In the UK, 18-hole golf courses are declining in popularity. By and large this is due to the drastic change in how people are living their lives. Less and less people now have the time to spend a whole day completing a round at an 18-hole golf course. Instead, increasing numbers of people have just a few hours to spare during the week or at weekend, which lends itself to a 9-hole round of golf.

With a decline in the popularity of the 18-hole game comes the closure of 18-hole golf courses. Although no statistics are available about how many 18-hole courses have officially closed over the last 5 years, we do know how many 18-hole golf clubs affiliated to England Golf, the national governing body, have closed. These statistics reveal that at the start of 2011 there were 1,951 affiliated 18-hole golf clubs. At the start of 2016 there were 1,926: an average of five 18-hole clubs per year disaffiliating from England Golf. One of those clubs was Wavendon Golf Club here in Milton Keynes, which closed in 2018.

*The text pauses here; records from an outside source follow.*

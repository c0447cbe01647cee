//! Test entities shared by the integration tests.
#![allow(dead_code)]

use exprsql::value::SqlEnum;
use exprsql::{Dialect, Entity, EntityMeta, Expr, Field, SqlContext, Value};

pub fn mysql() -> SqlContext {
    SqlContext::for_dialect(Dialect::MySql)
}

pub struct User;

impl Entity for User {
    const META: EntityMeta = EntityMeta::new(
        "User",
        "Users",
        &[
            ("uuid", "Uuid"),
            ("id", "Id"),
            ("first_name", "FirstName"),
            ("last_name", "LastName"),
            ("email", "Email"),
            ("role", "Role"),
            ("modified_date", "ModifiedDate"),
        ],
    );
}

impl User {
    pub const UUID: Field<User> = Field::new("uuid");
    pub const ID: Field<User> = Field::new("id");
    pub const FIRST_NAME: Field<User> = Field::new("first_name");
    pub const LAST_NAME: Field<User> = Field::new("last_name");
    pub const EMAIL: Field<User> = Field::new("email");
    pub const ROLE: Field<User> = Field::new("role");
    pub const MODIFIED_DATE: Field<User> = Field::new("modified_date");
}

pub struct UserGroup;

impl Entity for UserGroup {
    const META: EntityMeta = EntityMeta::new("UserGroup", "UserGroups", &[]);
}

impl UserGroup {
    pub const ID: Field<UserGroup> = Field::new("Id");
    pub const NAME: Field<UserGroup> = Field::new("Name");
}

#[derive(Debug, Clone, Copy, PartialEq, Eq)]
pub enum UserType {
    Guest = 1,
    Admin = 2,
    Developer = 3,
}

impl SqlEnum for UserType {
    const TYPE_NAME: &'static str = "UserType";

    fn discriminant(self) -> i64 {
        self as i64
    }

    fn variant_name(self) -> &'static str {
        match self {
            UserType::Guest => "Guest",
            UserType::Admin => "Admin",
            UserType::Developer => "Developer",
        }
    }
}

impl From<UserType> for Expr {
    fn from(v: UserType) -> Self {
        Expr::enum_const(v)
    }
}

impl From<UserType> for Value {
    fn from(v: UserType) -> Self {
        Value::Int(v.discriminant())
    }
}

There are currently 19 public 18-hole courses within the Milton Keynes postcode area. Conversely, there are only three 9-hole par-3 golf courses within the same area. If the growing need for 9 hole par 3 courses is to be accommodated, then we should be looking innovatively at how we can adapt 18-hole courses to ensure they still remain viable for long term golf use.

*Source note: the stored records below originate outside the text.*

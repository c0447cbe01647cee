//! Runtime parameter values.
//!
//! Every literal or captured value that flows into a query ends up as a
//! [`Value`]. The set is closed so the parameter map stays inspectable and
//! serializable regardless of the target provider.

use chrono::{DateTime, NaiveDate, NaiveDateTime, Utc};
use serde::Serialize;
use uuid::Uuid;

/// A concrete, already-evaluated parameter value.
#[derive(Debug, Clone, PartialEq, Serialize)]
#[serde(untagged)]
pub enum Value {
    Null,
    Bool(bool),
    Int(i64),
    Float(f64),
    Text(String),
    Bytes(Vec<u8>),
    Uuid(Uuid),
    Timestamp(DateTime<Utc>),
    Date(NaiveDate),
    Json(serde_json::Value),
}

impl Value {
    /// Name of the variant, used in error messages.
    pub fn kind(&self) -> &'static str {
        match self {
            Value::Null => "null",
            Value::Bool(_) => "bool",
            Value::Int(_) => "int",
            Value::Float(_) => "float",
            Value::Text(_) => "text",
            Value::Bytes(_) => "bytes",
            Value::Uuid(_) => "uuid",
            Value::Timestamp(_) => "timestamp",
            Value::Date(_) => "date",
            Value::Json(_) => "json",
        }
    }

    pub fn is_null(&self) -> bool {
        matches!(self, Value::Null)
    }

    pub fn as_str(&self) -> Option<&str> {
        match self {
            Value::Text(s) => Some(s),
            _ => None,
        }
    }

    /// Capture any serializable host value.
    ///
    /// Scalars map onto the matching variant; objects and arrays stay as
    /// [`Value::Json`] so their members can be read later.
    pub fn capture<T: Serialize + ?Sized>(value: &T) -> serde_json::Result<Self> {
        serde_json::to_value(value).map(Self::from_json)
    }

    /// Convert a json value, unwrapping scalars.
    pub fn from_json(json: serde_json::Value) -> Self {
        match json {
            serde_json::Value::Null => Value::Null,
            serde_json::Value::Bool(b) => Value::Bool(b),
            serde_json::Value::Number(n) => match n.as_i64() {
                Some(i) => Value::Int(i),
                None => n.as_f64().map(Value::Float).unwrap_or(Value::Null),
            },
            serde_json::Value::String(s) => Value::Text(s),
            other => Value::Json(other),
        }
    }

    /// Read a named member from a captured object.
    ///
    /// Returns `None` when this value is not an object or has no such member.
    pub fn member(&self, name: &str) -> Option<Value> {
        match self {
            Value::Json(serde_json::Value::Object(map)) => {
                map.get(name).cloned().map(Value::from_json)
            }
            _ => None,
        }
    }
}

impl std::fmt::Display for Value {
    fn fmt(&self, f: &mut std::fmt::Formatter<'_>) -> std::fmt::Result {
        match self {
            Value::Null => f.write_str("NULL"),
            Value::Bool(b) => write!(f, "{b}"),
            Value::Int(i) => write!(f, "{i}"),
            Value::Float(v) => write!(f, "{v}"),
            Value::Text(s) => write!(f, "{s:?}"),
            Value::Bytes(b) => write!(f, "<{} bytes>", b.len()),
            Value::Uuid(u) => write!(f, "{u}"),
            Value::Timestamp(t) => write!(f, "{}", t.to_rfc3339()),
            Value::Date(d) => write!(f, "{d}"),
            Value::Json(j) => write!(f, "{j}"),
        }
    }
}

/// A fieldless enum stored as its integer discriminant.
///
/// Implemented by `#[derive(SqlEnum)]`. Comparisons against such an enum bind
/// the discriminant, never the variant name.
pub trait SqlEnum: Copy {
    /// Type name, used in diagnostics.
    const TYPE_NAME: &'static str;

    /// Underlying integer representation.
    fn discriminant(self) -> i64;

    /// Variant name, used in diagnostics.
    fn variant_name(self) -> &'static str;
}

macro_rules! impl_from_int {
    ($($t:ty),*) => {
        $(
            impl From<$t> for Value {
                fn from(v: $t) -> Self {
                    Value::Int(i64::from(v))
                }
            }
        )*
    };
}

impl_from_int!(i8, i16, i32, i64, u8, u16, u32);

impl From<bool> for Value {
    fn from(v: bool) -> Self {
        Value::Bool(v)
    }
}

impl From<f32> for Value {
    fn from(v: f32) -> Self {
        Value::Float(f64::from(v))
    }
}

impl From<f64> for Value {
    fn from(v: f64) -> Self {
        Value::Float(v)
    }
}

impl From<&str> for Value {
    fn from(v: &str) -> Self {
        Value::Text(v.to_string())
    }
}

impl From<String> for Value {
    fn from(v: String) -> Self {
        Value::Text(v)
    }
}

impl From<&String> for Value {
    fn from(v: &String) -> Self {
        Value::Text(v.clone())
    }
}

impl From<Vec<u8>> for Value {
    fn from(v: Vec<u8>) -> Self {
        Value::Bytes(v)
    }
}

impl From<Uuid> for Value {
    fn from(v: Uuid) -> Self {
        Value::Uuid(v)
    }
}

impl From<DateTime<Utc>> for Value {
    fn from(v: DateTime<Utc>) -> Self {
        Value::Timestamp(v)
    }
}

impl From<NaiveDateTime> for Value {
    fn from(v: NaiveDateTime) -> Self {
        Value::Timestamp(v.and_utc())
    }
}

impl From<NaiveDate> for Value {
    fn from(v: NaiveDate) -> Self {
        Value::Date(v)
    }
}

impl From<serde_json::Value> for Value {
    fn from(v: serde_json::Value) -> Self {
        Value::Json(v)
    }
}

impl<T: Into<Value>> From<Option<T>> for Value {
    fn from(v: Option<T>) -> Self {
        match v {
            Some(v) => v.into(),
            None => Value::Null,
        }
    }
}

More widely, grassroots sport in the UK - whether we’re talking football, cricket, tennis or badminton - is struggling to make ends meet. Year on year funding from Local Councils, Sports Governing Bodies and Central Government continues to decrease.

As a country, we need to find a new and better way to fund grassroots sport to protect it for future generations. If we don’t, leisure and sports facilities will become rarer and rarer and our National Sporting Teams won’t see the next generation of talent coming through the ranks.

What is a ‘Sports Hub’?

The SportsHub concept is a multi-sport facility where a number of sporting and leisure facilities are co-located on a site and are part-funded by the commercial facilities and businesses operating elsewhere on the same site.

A sporting charity, established as part of the SportsHub, receives 5% of the annual revenue/rent of every business year on year to enable the charity to be on hand to help with funding the operational costs of those sports organisations on site (such as new equipment, or upgrading of grounds, for example).

The overarching purpose of the SportsHub model is to help keep existing sports sites in public use for sports, leisure and recreation and to enable these uses to be financially viable over the long term.

The SportsHub proposed at Windmill Hill will be one of the first developments in the UK where the leisure and sports facilities on site are part-funded by the commercial facilities and businesses operating on the rest of the site - for example, the hotel and driving range - through a SportsHub Charity.

There will be around six appointments to the Sports Hub Charity, who as trustees will be in charge of distributing the 5% annual charitable donation. We plan to establish a Local Stakeholder Panel made up of locally elected representatives and local residents to act as a forum to ask questions of the trustees, and to provide feedback and make suggestions about what is needed to support the ongoing success of the sports facilities at the SportsHub.